I posted something a few days ago but for your sake kept it private. Trust me, it wasn't anything fun to read. Just me being me about grades. Ew, grades.
On the bright side, I take my last two finals tomorrow. Yeay! Physics work went quite well today. Those quizzes can be buggers sometimes. I worked this morning and it went about like usual. Then I had dinner with Andrew (need I say anything about how incredibly enjoyable it was?) and after that the quizzes were flying like hotcakes. It was beautiful. I think I set a personal record. Therefore, I decided to allot myself some time to write instead of fretting over perfect scores in a class I am in no danger of making a B in. Yeay for easy four hour credit classes. Happiness, to be sure. 

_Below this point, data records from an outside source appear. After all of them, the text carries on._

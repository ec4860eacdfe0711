//! Page-Sentry main entry point
//!
//! This is the command-line interface for the Page-Sentry watch-list scanner.

use clap::Parser;
use page_sentry::config::{load_config_with_hash, Config};
use page_sentry::output::{load_statistics, print_report, print_statistics};
use page_sentry::scanner::scan;
use page_sentry::storage::{
    load_previously_seen, load_watchlist, CheckpointStore, FileCheckpointStore,
};
use std::path::{Path, PathBuf};
use tracing_subscriber::EnvFilter;

/// Page-Sentry: a resumable watch-list scanner
///
/// Page-Sentry walks numbered listing pages, extracts the addresses on each
/// one, and records and announces every address that is on the watch-list.
/// Progress is checkpointed so an interrupted scan resumes where it stopped.
#[derive(Parser, Debug)]
#[command(name = "page-sentry")]
#[command(version)]
#[command(about = "A resumable watch-list scanner for paginated address listings", long_about = None)]
struct Cli {
    /// Path to TOML configuration file
    #[arg(value_name = "CONFIG")]
    config: PathBuf,

    /// Increase logging verbosity (-v, -vv, -vvv)
    #[arg(short, long, action = clap::ArgAction::Count)]
    verbose: u8,

    /// Suppress non-error output
    #[arg(short, long, conflicts_with = "verbose")]
    quiet: bool,

    /// Validate config and show where the scan would start without fetching anything
    #[arg(long, conflicts_with = "stats")]
    dry_run: bool,

    /// Show statistics from the match log and exit
    #[arg(long, conflicts_with = "dry_run")]
    stats: bool,
}

#[tokio::main]
async fn main() -> Result<(), Box<dyn std::error::Error>> {
    let cli = Cli::parse();

    setup_logging(cli.verbose, cli.quiet);

    tracing::info!("Loading configuration from: {}", cli.config.display());
    let (config, _config_hash) = match load_config_with_hash(&cli.config) {
        Ok((cfg, hash)) => {
            tracing::info!("Configuration loaded successfully (hash: {})", hash);
            (cfg, hash)
        }
        Err(e) => {
            tracing::error!("Failed to load configuration: {}", e);
            return Err(e.into());
        }
    };

    if cli.dry_run {
        handle_dry_run(&config)?;
    } else if cli.stats {
        handle_stats(&config)?;
    } else {
        handle_scan(&config).await?;
    }

    Ok(())
}

/// Sets up the logging/tracing subscriber based on verbosity level
fn setup_logging(verbose: u8, quiet: bool) {
    let filter = if quiet {
        EnvFilter::new("error")
    } else {
        match verbose {
            0 => EnvFilter::new("page_sentry=info,warn"),
            1 => EnvFilter::new("page_sentry=debug,info"),
            2 => EnvFilter::new("page_sentry=trace,debug"),
            _ => EnvFilter::new("trace"),
        }
    };

    tracing_subscriber::fmt()
        .with_env_filter(filter)
        .with_target(false)
        .with_thread_ids(false)
        .with_file(false)
        .init();
}

/// Handles the --dry-run mode: validates inputs and shows where the scan would start
fn handle_dry_run(config: &Config) -> Result<(), Box<dyn std::error::Error>> {
    println!("=== Page-Sentry Dry Run ===\n");

    println!("Scanner Configuration:");
    println!("  Base URL: {}", config.scanner.base_url);
    println!("  Workers: {}", config.scanner.threads);
    println!(
        "  Max requests per second: {}",
        config.scanner.max_requests_per_second
    );
    println!("  Idle batch limit: {}", config.scanner.idle_batch_limit);

    println!("\nFetcher:");
    println!("  Max attempts: {}", config.fetcher.max_attempts);
    println!("  Backoff base: {}ms", config.fetcher.backoff_base_ms);
    println!("  Timeout: {}s", config.fetcher.timeout_secs);
    println!("  User agent: {}", config.fetcher.user_agent);

    println!("\nExtractor:");
    println!("  Link pattern: {}", config.extractor.link_pattern);

    let files = &config.files;
    println!("\nFiles:");
    println!("  Watch-list: {}", files.watchlist_path);
    println!("  Matches: {}", files.matches_path);
    println!("  Checkpoint: {}", files.checkpoint_path);
    if let Some(seen) = &files.seen_path {
        println!("  Seen log: {}", seen);
    }

    let telegram_ready = config
        .telegram
        .as_ref()
        .is_some_and(|t| t.token.is_some() && t.chat_id.is_some());
    println!(
        "\nNotifications: {}",
        if telegram_ready { "telegram" } else { "log only" }
    );

    let watchlist = load_watchlist(Path::new(&files.watchlist_path))?;
    let seen = load_previously_seen(
        Path::new(&files.matches_path),
        files.seen_path.as_deref().map(Path::new),
    )?;
    let checkpoint = FileCheckpointStore::new(&files.checkpoint_path).load()?;

    println!("\n✓ Configuration is valid");
    println!("✓ Watch-list holds {} addresses", watchlist.len());
    println!("✓ {} addresses already seen by earlier runs", seen.len());
    println!(
        "✓ Would start scanning at page {}",
        checkpoint.unwrap_or(page_sentry::scanner::FIRST_PAGE)
    );

    Ok(())
}

/// Handles the --stats mode: shows statistics from the match log
fn handle_stats(config: &Config) -> Result<(), Box<dyn std::error::Error>> {
    println!("Match log: {}\n", config.files.matches_path);

    let stats = load_statistics(
        Path::new(&config.files.matches_path),
        Path::new(&config.files.checkpoint_path),
    )?;
    print_statistics(&stats);

    Ok(())
}

/// Handles the main scan operation
async fn handle_scan(config: &Config) -> Result<(), Box<dyn std::error::Error>> {
    tracing::info!(
        "Scanning {} with {} workers at up to {} requests/sec",
        config.scanner.base_url,
        config.scanner.threads,
        config.scanner.max_requests_per_second
    );

    match scan(config).await {
        Ok(report) => {
            tracing::info!("Scan completed");
            print_report(&report);
            Ok(())
        }
        Err(e) => {
            tracing::error!("Scan failed: {}", e);
            Err(e.into())
        }
    }
}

Ah, these next few days are going to be fantastic, I can feel it. Tomorrow I will be finishing school work for my freshman year of college (that went very satisfactory, if I do say so myself). After that Erin and I will have some fun time, if she comes back by then, and I'll treat Jacob to dinner and dessert. Good stuff. Tuesday I'll drive Erin and Andrew down to Houston so I can take their blood - I mean.. .they're giving blood... And the drive to Houston is always fun with Andrew in the car. Not to mention I get to drive his car back. He taught me how to drive a stick shift. It's great - nerve racking, but great. And later Tuesday Jacob and I will head back home to Houston for good, for the summer, and tackle the adventures that await us there.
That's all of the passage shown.